Among the entries that follow, the required portion opens with the line containing "proof before the migration is abandoned." and closes with the line containing "pub fn with_proof_retries(mut". Give that portion again exactly, and nothing else.

Stored data
--------------------------------

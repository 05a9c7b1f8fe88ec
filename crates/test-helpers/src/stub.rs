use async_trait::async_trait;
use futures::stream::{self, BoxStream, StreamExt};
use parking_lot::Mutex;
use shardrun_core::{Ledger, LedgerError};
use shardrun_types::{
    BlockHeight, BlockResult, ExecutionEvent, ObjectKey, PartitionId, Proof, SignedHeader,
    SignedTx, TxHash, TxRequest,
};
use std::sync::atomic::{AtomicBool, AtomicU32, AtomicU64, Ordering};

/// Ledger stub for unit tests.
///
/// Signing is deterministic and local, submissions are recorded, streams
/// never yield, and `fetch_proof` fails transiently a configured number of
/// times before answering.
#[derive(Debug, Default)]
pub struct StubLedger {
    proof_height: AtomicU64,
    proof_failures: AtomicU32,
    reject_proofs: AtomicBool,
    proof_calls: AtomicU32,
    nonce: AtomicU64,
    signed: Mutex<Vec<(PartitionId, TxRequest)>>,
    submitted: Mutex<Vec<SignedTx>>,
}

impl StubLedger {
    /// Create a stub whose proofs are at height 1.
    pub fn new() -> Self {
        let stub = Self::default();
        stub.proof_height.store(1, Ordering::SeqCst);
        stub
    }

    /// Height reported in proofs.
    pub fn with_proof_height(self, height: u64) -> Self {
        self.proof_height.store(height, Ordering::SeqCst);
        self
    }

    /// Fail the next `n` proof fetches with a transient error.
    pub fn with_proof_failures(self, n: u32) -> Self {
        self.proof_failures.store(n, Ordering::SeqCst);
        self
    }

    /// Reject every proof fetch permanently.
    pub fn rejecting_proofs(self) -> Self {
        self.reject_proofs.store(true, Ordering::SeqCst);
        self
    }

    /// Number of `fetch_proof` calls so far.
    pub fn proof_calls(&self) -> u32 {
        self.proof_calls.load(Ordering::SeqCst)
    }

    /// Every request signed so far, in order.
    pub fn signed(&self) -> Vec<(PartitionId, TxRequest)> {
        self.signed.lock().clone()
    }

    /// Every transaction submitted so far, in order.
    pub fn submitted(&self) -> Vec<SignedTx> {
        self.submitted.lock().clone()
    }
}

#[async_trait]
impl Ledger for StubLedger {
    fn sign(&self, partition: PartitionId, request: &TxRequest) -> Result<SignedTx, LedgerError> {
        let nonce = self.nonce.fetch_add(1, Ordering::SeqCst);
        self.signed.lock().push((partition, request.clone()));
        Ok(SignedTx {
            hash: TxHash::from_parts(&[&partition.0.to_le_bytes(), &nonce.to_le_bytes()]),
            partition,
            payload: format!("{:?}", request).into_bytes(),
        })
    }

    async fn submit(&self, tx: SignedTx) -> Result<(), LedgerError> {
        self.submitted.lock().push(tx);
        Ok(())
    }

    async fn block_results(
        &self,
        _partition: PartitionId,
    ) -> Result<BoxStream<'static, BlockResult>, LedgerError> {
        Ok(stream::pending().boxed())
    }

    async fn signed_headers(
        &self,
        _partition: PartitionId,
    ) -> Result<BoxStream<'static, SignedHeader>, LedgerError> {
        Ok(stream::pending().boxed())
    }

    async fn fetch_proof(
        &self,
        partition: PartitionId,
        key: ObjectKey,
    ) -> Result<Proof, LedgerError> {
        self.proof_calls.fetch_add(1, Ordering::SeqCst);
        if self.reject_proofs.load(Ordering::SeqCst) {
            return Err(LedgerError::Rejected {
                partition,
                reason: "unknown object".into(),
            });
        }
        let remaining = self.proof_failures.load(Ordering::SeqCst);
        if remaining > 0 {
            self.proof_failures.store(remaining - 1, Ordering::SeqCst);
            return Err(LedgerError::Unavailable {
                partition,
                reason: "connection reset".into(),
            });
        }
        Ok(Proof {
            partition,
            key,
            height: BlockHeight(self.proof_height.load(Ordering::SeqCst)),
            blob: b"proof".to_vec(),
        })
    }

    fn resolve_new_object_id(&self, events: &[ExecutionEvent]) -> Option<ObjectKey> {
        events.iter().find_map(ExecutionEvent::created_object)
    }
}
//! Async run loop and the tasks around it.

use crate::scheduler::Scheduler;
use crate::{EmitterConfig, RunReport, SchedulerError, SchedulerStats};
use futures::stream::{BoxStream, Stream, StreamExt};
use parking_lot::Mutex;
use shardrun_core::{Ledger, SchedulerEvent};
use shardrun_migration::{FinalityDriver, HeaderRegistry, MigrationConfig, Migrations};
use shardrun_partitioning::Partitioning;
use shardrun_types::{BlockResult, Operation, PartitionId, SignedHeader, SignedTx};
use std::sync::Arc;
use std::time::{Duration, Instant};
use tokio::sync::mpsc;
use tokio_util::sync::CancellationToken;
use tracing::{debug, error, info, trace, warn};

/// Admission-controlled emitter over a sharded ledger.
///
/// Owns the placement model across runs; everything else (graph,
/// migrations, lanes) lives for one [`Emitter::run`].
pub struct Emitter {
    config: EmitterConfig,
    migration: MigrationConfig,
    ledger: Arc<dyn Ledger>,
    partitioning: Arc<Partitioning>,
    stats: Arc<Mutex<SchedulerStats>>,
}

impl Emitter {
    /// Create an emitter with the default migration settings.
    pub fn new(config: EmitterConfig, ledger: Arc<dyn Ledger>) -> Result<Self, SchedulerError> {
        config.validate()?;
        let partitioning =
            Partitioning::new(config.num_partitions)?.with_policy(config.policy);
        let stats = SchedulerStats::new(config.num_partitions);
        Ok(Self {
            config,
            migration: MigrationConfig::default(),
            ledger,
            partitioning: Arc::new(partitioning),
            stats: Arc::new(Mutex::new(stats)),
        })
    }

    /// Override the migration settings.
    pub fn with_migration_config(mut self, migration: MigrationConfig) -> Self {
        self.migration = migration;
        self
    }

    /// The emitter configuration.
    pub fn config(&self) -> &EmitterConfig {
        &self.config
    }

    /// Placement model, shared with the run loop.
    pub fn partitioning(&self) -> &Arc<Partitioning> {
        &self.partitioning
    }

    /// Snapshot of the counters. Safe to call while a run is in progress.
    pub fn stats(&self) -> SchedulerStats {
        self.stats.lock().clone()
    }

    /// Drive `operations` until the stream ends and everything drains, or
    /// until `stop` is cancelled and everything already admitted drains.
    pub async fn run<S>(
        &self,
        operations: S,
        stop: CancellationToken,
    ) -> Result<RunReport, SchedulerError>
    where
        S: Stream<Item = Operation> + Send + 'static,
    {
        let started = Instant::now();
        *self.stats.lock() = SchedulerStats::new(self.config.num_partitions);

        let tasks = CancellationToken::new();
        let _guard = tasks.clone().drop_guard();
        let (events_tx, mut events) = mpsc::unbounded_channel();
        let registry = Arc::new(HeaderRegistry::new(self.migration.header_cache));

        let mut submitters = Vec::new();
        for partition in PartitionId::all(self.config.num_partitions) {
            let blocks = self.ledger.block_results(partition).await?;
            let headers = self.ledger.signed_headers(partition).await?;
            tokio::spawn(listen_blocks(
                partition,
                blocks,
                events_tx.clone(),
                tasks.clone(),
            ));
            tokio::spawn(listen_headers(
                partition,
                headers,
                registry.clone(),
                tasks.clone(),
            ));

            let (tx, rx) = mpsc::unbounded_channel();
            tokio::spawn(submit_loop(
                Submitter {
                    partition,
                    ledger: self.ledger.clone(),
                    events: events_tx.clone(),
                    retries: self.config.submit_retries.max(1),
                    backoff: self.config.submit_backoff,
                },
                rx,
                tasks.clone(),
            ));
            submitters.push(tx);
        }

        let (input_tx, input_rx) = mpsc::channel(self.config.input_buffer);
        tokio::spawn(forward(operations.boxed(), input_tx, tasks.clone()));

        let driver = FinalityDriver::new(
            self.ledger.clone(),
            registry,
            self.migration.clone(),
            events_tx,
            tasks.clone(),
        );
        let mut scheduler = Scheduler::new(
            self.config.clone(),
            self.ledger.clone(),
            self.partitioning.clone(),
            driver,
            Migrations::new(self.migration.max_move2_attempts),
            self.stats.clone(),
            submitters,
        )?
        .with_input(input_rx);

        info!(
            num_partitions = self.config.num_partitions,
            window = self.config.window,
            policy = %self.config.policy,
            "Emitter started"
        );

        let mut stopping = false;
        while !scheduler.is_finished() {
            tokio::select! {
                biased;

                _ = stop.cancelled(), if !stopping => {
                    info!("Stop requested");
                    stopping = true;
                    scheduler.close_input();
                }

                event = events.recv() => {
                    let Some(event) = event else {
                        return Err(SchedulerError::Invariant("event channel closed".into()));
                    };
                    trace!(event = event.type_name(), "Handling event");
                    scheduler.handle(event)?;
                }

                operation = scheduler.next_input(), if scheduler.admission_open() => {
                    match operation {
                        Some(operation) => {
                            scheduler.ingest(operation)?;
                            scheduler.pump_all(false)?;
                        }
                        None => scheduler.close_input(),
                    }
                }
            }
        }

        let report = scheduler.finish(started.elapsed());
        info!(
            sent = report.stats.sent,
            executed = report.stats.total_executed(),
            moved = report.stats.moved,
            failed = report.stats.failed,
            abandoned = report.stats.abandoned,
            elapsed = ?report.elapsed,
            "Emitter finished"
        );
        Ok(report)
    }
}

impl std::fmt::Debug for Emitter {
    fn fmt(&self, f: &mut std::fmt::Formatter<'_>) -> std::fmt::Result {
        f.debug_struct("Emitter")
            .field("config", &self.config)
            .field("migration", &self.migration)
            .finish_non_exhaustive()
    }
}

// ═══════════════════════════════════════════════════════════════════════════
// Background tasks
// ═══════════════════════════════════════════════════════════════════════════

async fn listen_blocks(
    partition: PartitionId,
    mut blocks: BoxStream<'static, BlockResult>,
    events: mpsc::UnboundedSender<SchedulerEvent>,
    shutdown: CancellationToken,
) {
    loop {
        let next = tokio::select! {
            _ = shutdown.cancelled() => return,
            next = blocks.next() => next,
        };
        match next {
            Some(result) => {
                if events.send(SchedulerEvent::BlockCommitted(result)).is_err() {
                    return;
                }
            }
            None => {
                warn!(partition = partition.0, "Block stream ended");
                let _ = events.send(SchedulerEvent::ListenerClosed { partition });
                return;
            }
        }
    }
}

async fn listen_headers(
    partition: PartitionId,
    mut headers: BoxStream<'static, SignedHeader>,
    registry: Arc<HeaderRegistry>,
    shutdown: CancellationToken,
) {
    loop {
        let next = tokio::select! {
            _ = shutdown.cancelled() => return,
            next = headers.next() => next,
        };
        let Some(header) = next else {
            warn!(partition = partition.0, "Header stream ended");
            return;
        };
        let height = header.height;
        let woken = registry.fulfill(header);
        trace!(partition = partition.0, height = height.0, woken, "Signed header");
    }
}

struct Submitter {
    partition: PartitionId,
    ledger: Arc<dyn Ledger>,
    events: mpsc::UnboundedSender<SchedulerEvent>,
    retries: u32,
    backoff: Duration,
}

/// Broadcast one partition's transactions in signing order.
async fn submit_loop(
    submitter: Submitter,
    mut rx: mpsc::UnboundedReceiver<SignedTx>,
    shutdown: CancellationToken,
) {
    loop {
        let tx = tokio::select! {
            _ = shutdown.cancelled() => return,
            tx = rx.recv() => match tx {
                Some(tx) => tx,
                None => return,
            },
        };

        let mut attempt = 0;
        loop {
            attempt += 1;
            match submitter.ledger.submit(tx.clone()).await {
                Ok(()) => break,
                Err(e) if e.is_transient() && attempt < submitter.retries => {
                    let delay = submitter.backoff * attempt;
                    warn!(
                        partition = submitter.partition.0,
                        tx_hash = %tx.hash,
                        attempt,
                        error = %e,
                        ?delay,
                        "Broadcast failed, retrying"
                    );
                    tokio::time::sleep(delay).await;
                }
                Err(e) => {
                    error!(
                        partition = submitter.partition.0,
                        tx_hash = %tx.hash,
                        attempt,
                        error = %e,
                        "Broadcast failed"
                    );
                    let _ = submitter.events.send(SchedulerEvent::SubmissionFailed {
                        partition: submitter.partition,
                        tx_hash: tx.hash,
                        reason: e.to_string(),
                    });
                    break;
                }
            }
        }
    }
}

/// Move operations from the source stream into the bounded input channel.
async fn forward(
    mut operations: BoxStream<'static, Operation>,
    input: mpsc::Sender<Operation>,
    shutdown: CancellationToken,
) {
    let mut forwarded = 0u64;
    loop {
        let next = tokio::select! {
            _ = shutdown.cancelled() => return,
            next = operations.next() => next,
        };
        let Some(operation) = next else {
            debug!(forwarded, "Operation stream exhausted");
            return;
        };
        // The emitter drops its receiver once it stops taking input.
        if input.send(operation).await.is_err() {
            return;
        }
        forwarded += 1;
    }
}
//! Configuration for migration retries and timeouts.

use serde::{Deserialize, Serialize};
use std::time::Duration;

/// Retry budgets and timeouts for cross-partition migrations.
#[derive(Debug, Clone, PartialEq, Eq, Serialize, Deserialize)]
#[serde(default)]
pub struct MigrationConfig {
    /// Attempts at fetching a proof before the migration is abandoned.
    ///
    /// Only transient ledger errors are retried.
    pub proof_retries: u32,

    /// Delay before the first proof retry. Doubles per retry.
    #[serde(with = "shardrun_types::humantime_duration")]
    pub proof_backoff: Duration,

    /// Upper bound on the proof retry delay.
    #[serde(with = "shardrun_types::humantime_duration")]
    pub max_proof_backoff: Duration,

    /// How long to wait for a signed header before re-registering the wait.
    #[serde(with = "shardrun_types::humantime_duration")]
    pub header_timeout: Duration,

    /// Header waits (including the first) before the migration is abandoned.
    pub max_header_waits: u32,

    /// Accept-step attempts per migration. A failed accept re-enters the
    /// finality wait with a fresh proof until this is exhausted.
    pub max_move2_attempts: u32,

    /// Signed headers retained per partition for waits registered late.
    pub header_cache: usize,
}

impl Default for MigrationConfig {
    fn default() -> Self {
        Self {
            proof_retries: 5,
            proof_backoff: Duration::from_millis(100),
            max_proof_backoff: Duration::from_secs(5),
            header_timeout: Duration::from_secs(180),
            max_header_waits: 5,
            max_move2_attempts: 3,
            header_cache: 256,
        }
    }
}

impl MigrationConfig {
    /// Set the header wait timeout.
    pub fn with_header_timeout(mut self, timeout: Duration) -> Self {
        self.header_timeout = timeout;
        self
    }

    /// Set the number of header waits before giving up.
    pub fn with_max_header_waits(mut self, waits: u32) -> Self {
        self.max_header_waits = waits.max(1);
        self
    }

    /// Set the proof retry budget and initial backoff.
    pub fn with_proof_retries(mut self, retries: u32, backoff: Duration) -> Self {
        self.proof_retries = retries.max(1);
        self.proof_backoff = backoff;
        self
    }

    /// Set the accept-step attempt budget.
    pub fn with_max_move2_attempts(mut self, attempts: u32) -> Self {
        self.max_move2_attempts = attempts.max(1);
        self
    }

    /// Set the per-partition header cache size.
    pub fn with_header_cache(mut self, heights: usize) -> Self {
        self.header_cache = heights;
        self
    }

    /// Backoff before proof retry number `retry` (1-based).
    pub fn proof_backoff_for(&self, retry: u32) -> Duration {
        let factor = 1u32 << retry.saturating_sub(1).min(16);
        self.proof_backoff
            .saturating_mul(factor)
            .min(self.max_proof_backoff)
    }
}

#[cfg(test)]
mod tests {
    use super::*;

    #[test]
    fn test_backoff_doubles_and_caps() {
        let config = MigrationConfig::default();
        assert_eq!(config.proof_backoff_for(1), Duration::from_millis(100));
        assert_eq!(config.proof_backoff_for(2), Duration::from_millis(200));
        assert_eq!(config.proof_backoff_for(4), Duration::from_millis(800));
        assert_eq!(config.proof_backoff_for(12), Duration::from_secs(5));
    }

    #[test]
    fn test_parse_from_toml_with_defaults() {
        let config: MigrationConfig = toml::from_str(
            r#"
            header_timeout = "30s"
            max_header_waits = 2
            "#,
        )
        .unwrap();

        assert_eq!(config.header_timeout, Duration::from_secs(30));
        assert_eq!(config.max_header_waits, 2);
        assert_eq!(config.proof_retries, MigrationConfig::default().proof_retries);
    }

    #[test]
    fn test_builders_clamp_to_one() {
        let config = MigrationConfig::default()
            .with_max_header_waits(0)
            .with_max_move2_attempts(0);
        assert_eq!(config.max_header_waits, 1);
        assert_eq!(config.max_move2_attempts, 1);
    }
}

--------------------------------

Exercise solution
    /// Attempts at fetching a proof before the migration is abandoned.
    ///
    /// Only transient ledger errors are retried.
    pub proof_retries: u32,

    /// Delay before the first proof retry. Doubles per retry.
    #[serde(with = "shardrun_types::humantime_duration")]
    pub proof_backoff: Duration,

    /// Upper bound on the proof retry delay.
    #[serde(with = "shardrun_types::humantime_duration")]
    pub max_proof_backoff: Duration,

    /// How long to wait for a signed header before re-registering the wait.
    #[serde(with = "shardrun_types::humantime_duration")]
    pub header_timeout: Duration,

    /// Header waits (including the first) before the migration is abandoned.
    pub max_header_waits: u32,

    /// Accept-step attempts per migration. A failed accept re-enters the
    /// finality wait with a fresh proof until this is exhausted.
    pub max_move2_attempts: u32,

    /// Signed headers retained per partition for waits registered late.
    pub header_cache: usize,
}

impl Default for MigrationConfig {
    fn default() -> Self {
        Self {
            proof_retries: 5,
            proof_backoff: Duration::from_millis(100),
            max_proof_backoff: Duration::from_secs(5),
            header_timeout: Duration::from_secs(180),
            max_header_waits: 5,
            max_move2_attempts: 3,
            header_cache: 256,
        }
    }
}

impl MigrationConfig {
    /// Set the header wait timeout.
    pub fn with_header_timeout(mut self, timeout: Duration) -> Self {
        self.header_timeout = timeout;
        self
    }

    /// Set the number of header waits before giving up.
    pub fn with_max_header_waits(mut self, waits: u32) -> Self {
        self.max_header_waits = waits.max(1);
        self
    }

    /// Set the proof retry budget and initial backoff.
    pub fn with_proof_retries(mut self, retries: u32, backoff: Duration) -> Self {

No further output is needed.